Women living with HIV (WLWH) and breast cancer (BC) have worse survival compared to HIV- women with BC. We conducted a case-control study to assess differences in BC therapy delivery by HIV status.


We used the electronic health record to identify women ≥18 years old with HIV and BC diagnosed in 2000-2018 and treated within the University of Pennsylvania Health System. Each case was randomly matched to two controls by stage and diagnosis year using R library MatchIT. Demographic, clinical, and treatment data were extracted. Relative dose intensity (RDI) was computed for stage I-III BC patients. RDI<0.85 has been associated with worse survival. Statistical analysis was performed using non-parametric methods.


Eighteen WLWH and 36 controls were analyzed. WLWH were younger at BC diagnosis than HIV- controls (median 50 vs 56 years, p= 0.25) and significantly more likely to be Black (72% vs 25%, p < 0.01). Analysis of non-metastatic patients (n = 48) revealed a trend towards longer time to treatment initiation in WLWH compared to controls (41 days (IQR 28-57) vs 38 days (IQR 20-56), respectively, p= 0.38).

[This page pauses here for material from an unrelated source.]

//! Embedded dictionary
//!
//! Word list compiled into the binary at build time.

include!(concat!(env!("OUT_DIR"), "/words.rs"));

There were no differences in surgical, radiation, or endocrine therapy utilization. Chemotherapy RDI was similar between the 11 WLWH (median 1, IQR 0.95-1) and 10 HIV- controls (median 0.97, IQR 0.93-1) who received chemotherapy. 18% vs 10% of WLWH and HIV- controls had RDI < 0.85. WLWH also had greater rates of CTCAE Grade ≥ 3 neutropenia compared to HIV- controls (23% vs 0%, respectively).


WLWH treated for BC were more likely to be Black and experienced trends towards greater treatment delays, inferior RDI and neutropenia severity, compared to HIV- controls. The small sample size limits inferential analysis and these observations merit further assessment in larger studies as mediators of worse survival in WLWH and breast cancer.